Veterans Affairs – The Good and The Bad


Recently coming under fire for scandals involving massive art purchases and wasteful spending, along with wait times and scheduling incompetence which literally have cost some veterans their lives, not to mention the suicide help line, David Shulkin, undersecretary for health at the U.S. Department of Veterans Affairs made statements in the VA’s defense.

“Talking about veteran suicide isn’t easy, but it’s something the experts at the Department of Veterans Affairs do every day. Our prevention work is constant, and our commitment to veterans extends 24 hours a day, seven days a week, 365 days a year. Last year, our Veterans Crisis Line dispatched emergency responders to individuals in need about 30 times every day and made 80,000 referrals to suicide prevention coordinators at VA medical centers.”

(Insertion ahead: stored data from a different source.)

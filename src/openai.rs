//! Client construction for OpenAI-compatible APIs.

use crate::error::{ReelcutError, Result};
use async_openai::{config::OpenAIConfig, Client};
use std::time::Duration;

/// Default request timeout (matches the provider chain default).
const DEFAULT_TIMEOUT_SECS: u64 = 60;

/// Create a client against the official OpenAI endpoint.
pub fn create_client(api_key: &str) -> Result<Client<OpenAIConfig>> {
    create_client_for(
        "https://api.openai.com/v1",
        api_key,
        Duration::from_secs(DEFAULT_TIMEOUT_SECS),
    )
}

/// Create a client for any OpenAI-compatible base URL with a request timeout.
///
/// The HTTP timeout is a backstop; the fallback chain applies its own
/// per-provider deadline around each call.
pub fn create_client_for(
    api_base: &str,
    api_key: &str,
    timeout: Duration,
) -> Result<Client<OpenAIConfig>> {
    let http_client = reqwest::Client::builder()
        .timeout(timeout)
        .build()
        .map_err(|e| ReelcutError::Config(format!("Failed to create HTTP client: {}", e)))?;

    let config = OpenAIConfig::new()
        .with_api_base(api_base.trim_end_matches('/'))
        .with_api_key(api_key);

    Ok(Client::with_config(config).with_http_client(http_client))
}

He continued, in a piece written for Tribune News Service, “We know we are saving thousands of lives, but we’re certainly not celebrating. We know that too many veterans are still struggling and that we have more work to do. Even one life lost is one too many, and it grieves us — especially our dedicated employees, many of whom are veterans who spend late nights and holidays away from their families — that this problem has endured.”

Shulkin specifically addressed the suicide hotline issue, “Recent media reports claiming calls to the Veterans Crisis Line are rolling over or going unanswered are simply untrue. What is true is that the VA, like other organizations that operate crisis lines, does rely on backup centers. But these aren’t your average call centers. They’re operated by trained responders and are used only when the VA line is overwhelmed by calls.

When backup is needed, the VA utilizes the National Suicide Prevention Lifeline. This crisis line network was established by the U.S. Substance Abuse and Mental Health Services Administration and the Mental Health Association of New York City and is independently evaluated by a federally funded investigation team.

What’s also true is that we are currently strengthening the Veterans Crisis Line by doubling its size, opening a new hub in Atlanta and using best-in-class business practices to improve capacity and our effectiveness as a life-saving resource. This will soon allow us to answer all calls to the crisis line with trained VA responders. Yet we recognize more is needed.”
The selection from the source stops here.